Citing Sources with APA Style
All students are expected to follow the CSU-Global Guide to Writing and APA Requirements when citing in APA
(based on the APA Style Manual, 6th edition) for all assignments. For details on CSU-Global APA style, please
review the APA resources within the CSU-Global Library under the “APA Guide & Resources” link. A link to this
document should also be provided within most assignment descriptions on your course’s Assignments page.
Netiquette
Respect the diversity of opinions among the instructor and classmates and engage with them in a courteous,
respectful, and professional manner. All posts and classroom communication must be conducted in accordance
with the student code of conduct. Think before you push the Send button. Did you say just what you meant?
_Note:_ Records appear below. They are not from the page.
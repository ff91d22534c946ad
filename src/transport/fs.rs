use std::fs::{self, File};
use std::io::{BufReader, BufWriter, Write};
use std::path::Path;

use tempfile::NamedTempFile;
use tracing::debug;

use crate::errors::PipelineError;
use crate::table::Table;

const UTF8_BOM: &str = "\u{feff}";

/// Read a headed CSV file into a [`Table`].
///
/// A leading UTF-8 byte order mark is stripped from the first header name.
/// Short rows are padded with empty cells.
pub fn read_table(path: &Path) -> Result<Table, PipelineError> {
    if !path.exists() {
        return Err(PipelineError::MissingInputFile {
            path: path.to_path_buf(),
        });
    }
    let mut reader = csv::ReaderBuilder::new()
        .flexible(true)
        .from_reader(BufReader::new(File::open(path)?));
    let headers: Vec<String> = reader
        .headers()?
        .iter()
        .enumerate()
        .map(|(idx, name)| {
            if idx == 0 {
                name.trim_start_matches(UTF8_BOM).to_string()
            } else {
                name.to_string()
            }
        })
        .collect();
    let mut table = Table::new(headers);
    for record in reader.records() {
        let record = record?;
        table.push_row(record.iter().map(str::to_string).collect());
    }
    debug!(
        "[uicrit:io] read {} rows x {} columns from {}",
        table.len(),
        table.headers().len(),
        path.display()
    );
    Ok(table)
}

/// Write `table` to `path` atomically.
///
/// Rows go to a temporary file in the destination directory which replaces
/// `path` only once fully flushed, so a failed write leaves no partial file.
/// Missing parent directories are created.
pub fn write_table(path: &Path, table: &Table, write_bom: bool) -> Result<(), PipelineError> {
    let dir = match path.parent() {
        Some(parent) if !parent.as_os_str().is_empty() => parent,
        _ => Path::new("."),
    };
    fs::create_dir_all(dir)?;
    let staged = NamedTempFile::new_in(dir)?;
    {
        let mut sink = BufWriter::new(staged.as_file());
        if write_bom {
            sink.write_all(UTF8_BOM.as_bytes())?;
        }
        let mut writer = csv::Writer::from_writer(&mut sink);
        writer.write_record(table.headers())?;
        for row in table.rows() {
            writer.write_record(row)?;
        }
        writer.flush()?;
        drop(writer);
        sink.flush()?;
    }
    staged.persist(path).map_err(|err| err.error)?;
    debug!(
        "[uicrit:io] wrote {} rows to {}",
        table.len(),
        path.display()
    );
    Ok(())
}

/// Write one text per line, atomically; used for the list of texts still awaiting annotation.
pub fn write_lines<I, S>(path: &Path, lines: I) -> Result<(), PipelineError>
where
    I: IntoIterator<Item = S>,
    S: AsRef<str>,
{
    let dir = match path.parent() {
        Some(parent) if !parent.as_os_str().is_empty() => parent,
        _ => Path::new("."),
    };
    fs::create_dir_all(dir)?;
    let staged = NamedTempFile::new_in(dir)?;
    {
        let mut sink = BufWriter::new(staged.as_file());
        for line in lines {
            writeln!(sink, "{}", line.as_ref())?;
        }
        sink.flush()?;
    }
    staged.persist(path).map_err(|err| err.error)?;
    Ok(())
}

#[cfg(test)]
mod tests {
    use super::*;
    use tempfile::tempdir;

    #[test]
    fn written_table_reads_back_with_bom_stripped() {
        let dir = tempdir().unwrap();
        let path = dir.path().join("nested/out.csv");
        let mut table = Table::new(["id", "task"]);
        table.push_row(vec!["1".into(), "Find a \"quoted\", comma".into()]);
        table.push_row(vec!["2".into()]);

        write_table(&path, &table, true).unwrap();
        let raw = fs::read(&path).unwrap();
        assert!(raw.starts_with(UTF8_BOM.as_bytes()));

        let loaded = read_table(&path).unwrap();
        assert_eq!(loaded.headers(), ["id", "task"]);
        assert_eq!(loaded.cell(0, 1), "Find a \"quoted\", comma");
        assert_eq!(loaded.cell(1, 1), "");
    }

    #[test]
    fn missing_input_is_reported() {
        let dir = tempdir().unwrap();
        let err = read_table(&dir.path().join("absent.csv")).unwrap_err();
        assert!(matches!(err, PipelineError::MissingInputFile { .. }));
    }

    #[test]
    fn no_temporary_files_are_left_behind() {
        let dir = tempdir().unwrap();
        let path = dir.path().join("out.csv");
        write_table(&path, &Table::new(["id"]), false).unwrap();
        let entries: Vec<_> = fs::read_dir(dir.path()).unwrap().collect();
        assert_eq!(entries.len(), 1);
    }

    #[test]
    fn lines_are_written_one_per_row() {
        let dir = tempdir().unwrap();
        let path = dir.path().join("pending.txt");
        write_lines(&path, ["first text", "second text"]).unwrap();
        assert_eq!(fs::read_to_string(&path).unwrap(), "first text\nsecond text\n");
    }
}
How will the person on the other end read the words?
Maintain an environment free of harassment, stalking, threats, abuse, insults or humiliation toward the
instructor and classmates. This includes, but is not limited to, demeaning written or oral comments of an ethnic,
religious, age, disability, sexist (or sexual orientation), or racist nature; and the unwanted sexual advances or
intimidations by email, or on discussion boards and other postings within or connected to the online classroom.
If you have concerns about something that has been said, please let your instructor know.